Assigned task -> Transcribe the records word for word, leaving nothing out.

-=-=-

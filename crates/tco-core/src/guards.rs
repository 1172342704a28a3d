//! # Arithmetic Guards
//!
//! Named clamps applied inside the calculation. These are documented
//! behavior, not errors: a guard never fails, it bounds a value.
//!
//! ```text
//! ┌─────────────────────────────────────────────────────────────────────────┐
//! │  Guard               │ Bound              │ Used by                     │
//! │  ────────────────────┼────────────────────┼──────────────────────────── │
//! │  clamp_pue           │ ≥ 1.0              │ PUE for both systems        │
//! │  clamp_non_negative  │ ≥ 0.0              │ energy, savings, ROI        │
//! │  clamp_percent       │ [0, max]           │ improvement percentages     │
//! │  finite_or_zero      │ NaN / ±∞ → 0.0     │ ratios with tiny divisors   │
//! └─────────────────────────────────────────────────────────────────────────┘
//! ```

/// Lowest physically meaningful PUE.
pub const MIN_PUE: f64 = 1.0;

/// Floors a PUE at 1.0. Non-finite input is treated as the floor.
///
/// ## Example
/// ```rust
/// use tco_core::guards::clamp_pue;
///
/// assert_eq!(clamp_pue(0.93), 1.0);
/// assert_eq!(clamp_pue(1.28), 1.28);
/// ```
#[inline]
pub fn clamp_pue(pue: f64) -> f64 {
    if pue.is_finite() {
        pue.max(MIN_PUE)
    } else {
        MIN_PUE
    }
}

/// Floors a value at zero. NaN becomes zero.
#[inline]
pub fn clamp_non_negative(value: f64) -> f64 {
    if value.is_nan() {
        0.0
    } else {
        value.max(0.0)
    }
}

/// Bounds a percentage to `[0, max]`. NaN becomes zero.
#[inline]
pub fn clamp_percent(value: f64, max: f64) -> f64 {
    if value.is_nan() {
        0.0
    } else {
        value.clamp(0.0, max)
    }
}

/// Replaces NaN and infinities with zero.
#[inline]
pub fn finite_or_zero(value: f64) -> f64 {
    if value.is_finite() {
        value
    } else {
        0.0
    }
}

// =============================================================================
// Unit Tests
// =============================================================================
//! Whole-engine properties and golden scenarios.

use pretty_assertions::assert_eq;
use proptest::prelude::*;
use serde_json::json;

use tco_core::{
    calculate, AirCoolingConfig, AirCoolingInput, CalculationConfiguration, CalculationResults,
    Calculator, CoolantType, Currency, EquipmentCatalog, FinancialConfig, HvacType,
    ImmersionCoolingConfig, ImmersionCoolingInput, Money, RackType, Region, TankConfiguration,
    TankSize, ValidationLimits,
};

// =============================================================================
// Builders
// =============================================================================

fn configuration(
    rack_count: u32,
    power_per_rack_kw: f64,
    target_power_kw: f64,
    financial: FinancialConfig,
) -> CalculationConfiguration {
    CalculationConfiguration {
        air_cooling: AirCoolingConfig {
            input: AirCoolingInput::RackCount {
                rack_count,
                power_per_rack_kw,
            },
            hvac_efficiency: 0.83,
            power_distribution_efficiency: 0.94,
            rack_type: RackType::Standard,
            hvac_type: HvacType::Crah,
        },
        immersion_cooling: ImmersionCoolingConfig {
            input: ImmersionCoolingInput::AutoOptimize { target_power_kw },
            pumping_efficiency: 0.92,
            heat_exchanger_efficiency: 0.95,
            power_distribution_efficiency: 0.975,
            coolant_type: CoolantType::Synthetic,
        },
        financial,
    }
}

fn benchmark_financial() -> FinancialConfig {
    FinancialConfig {
        analysis_years: 5,
        region: Region::Us,
        energy_cost_kwh: Some(0.12),
        ..FinancialConfig::default()
    }
}

fn assert_all_finite(results: &CalculationResults) {
    let summary = &results.summary;
    let env = &results.environmental;
    let pue = &results.pue_analysis;

    let figures = [
        summary.roi_percent,
        summary.air_cooling_pue,
        summary.immersion_cooling_pue,
        summary.efficiency_improvement_percent,
        env.energy_savings_kwh_annual,
        env.carbon_savings_kg_co2_annual,
        env.water_savings_gallons_annual,
        env.carbon_footprint_reduction_percent,
        env.carbon_savings_kg_co2_total,
        pue.air_facility_power_kw,
        pue.immersion_facility_power_kw,
    ];
    for figure in figures {
        assert!(figure.is_finite(), "non-finite figure {figure}");
    }
    if let Some(months) = summary.payback_months {
        assert!(months.is_finite() && months >= 0.0);
    }
    for row in &results.breakdown.opex_annual {
        assert!(row.savings_percent.is_finite());
    }
}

-=-=-

Written solution ->
filename crates/tco-core/src/guards.rs
repository 1172342704a28a3d
//! # Arithmetic Guards
//!
//! Named clamps applied inside the calculation. These are documented
//! behavior, not errors: a guard never fails, it bounds a value.
//!
//! ```text
//! ┌─────────────────────────────────────────────────────────────────────────┐
//! │  Guard               │ Bound              │ Used by                     │
//! │  ────────────────────┼────────────────────┼──────────────────────────── │
//! │  clamp_pue           │ ≥ 1.0              │ PUE for both systems        │
//! │  clamp_non_negative  │ ≥ 0.0              │ energy, savings, ROI        │
//! │  clamp_percent       │ [0, max]           │ improvement percentages     │
//! │  finite_or_zero      │ NaN / ±∞ → 0.0     │ ratios with tiny divisors   │
//! └─────────────────────────────────────────────────────────────────────────┘
//! ```

/// Lowest physically meaningful PUE.
pub const MIN_PUE: f64 = 1.0;

/// Floors a PUE at 1.0. Non-finite input is treated as the floor.
///
/// ## Example
/// ```rust
/// use tco_core::guards::clamp_pue;
///
/// assert_eq!(clamp_pue(0.93), 1.0);
/// assert_eq!(clamp_pue(1.28), 1.28);
/// ```
#[inline]
pub fn clamp_pue(pue: f64) -> f64 {
    if pue.is_finite() {
        pue.max(MIN_PUE)
    } else {
        MIN_PUE
    }
}

/// Floors a value at zero. NaN becomes zero.
#[inline]
pub fn clamp_non_negative(value: f64) -> f64 {
    if value.is_nan() {
        0.0
    } else {
        value.max(0.0)
    }
}

/// Bounds a percentage to `[0, max]`. NaN becomes zero.
#[inline]
pub fn clamp_percent(value: f64, max: f64) -> f64 {
    if value.is_nan() {
        0.0
    } else {
        value.clamp(0.0, max)
    }
}

/// Replaces NaN and infinities with zero.
#[inline]
pub fn finite_or_zero(value: f64) -> f64 {
    if value.is_finite() {
        value
    } else {
        0.0
    }
}

// =============================================================================
// Unit Tests
// =============================================================================
//! Whole-engine properties and golden scenarios.

use pretty_assertions::assert_eq;
use proptest::prelude::*;
use serde_json::json;

use tco_core::{
    calculate, AirCoolingConfig, AirCoolingInput, CalculationConfiguration, CalculationResults,
    Calculator, CoolantType, Currency, EquipmentCatalog, FinancialConfig, HvacType,
    ImmersionCoolingConfig, ImmersionCoolingInput, Money, RackType, Region, TankConfiguration,
    TankSize, ValidationLimits,
};

// =============================================================================
// Builders
// =============================================================================

fn configuration(
    rack_count: u32,
    power_per_rack_kw: f64,
    target_power_kw: f64,
    financial: FinancialConfig,
) -> CalculationConfiguration {
    CalculationConfiguration {
        air_cooling: AirCoolingConfig {
            input: AirCoolingInput::RackCount {
                rack_count,
                power_per_rack_kw,
            },
            hvac_efficiency: 0.83,
            power_distribution_efficiency: 0.94,
            rack_type: RackType::Standard,
            hvac_type: HvacType::Crah,
        },
        immersion_cooling: ImmersionCoolingConfig {
            input: ImmersionCoolingInput::AutoOptimize { target_power_kw },
            pumping_efficiency: 0.92,
            heat_exchanger_efficiency: 0.95,
            power_distribution_efficiency: 0.975,
            coolant_type: CoolantType::Synthetic,
        },
        financial,
    }
}

fn benchmark_financial() -> FinancialConfig {
    FinancialConfig {
        analysis_years: 5,
        region: Region::Us,
        energy_cost_kwh: Some(0.12),
        ..FinancialConfig::default()
    }
}

fn assert_all_finite(results: &CalculationResults) {
    let summary = &results.summary;
    let env = &results.environmental;
    let pue = &results.pue_analysis;

    let figures = [
        summary.roi_percent,
        summary.air_cooling_pue,
        summary.immersion_cooling_pue,
        summary.efficiency_improvement_percent,
        env.energy_savings_kwh_annual,
        env.carbon_savings_kg_co2_annual,
        env.water_savings_gallons_annual,
        env.carbon_footprint_reduction_percent,
        env.carbon_savings_kg_co2_total,
        pue.air_facility_power_kw,
        pue.immersion_facility_power_kw,
    ];
    for figure in figures {
        assert!(figure.is_finite(), "non-finite figure {figure}");
    }
    if let Some(months) = summary.payback_months {
        assert!(months.is_finite() && months >= 0.0);
    }
    for row in &results.breakdown.opex_annual {
        assert!(row.savings_percent.is_finite());
    }
}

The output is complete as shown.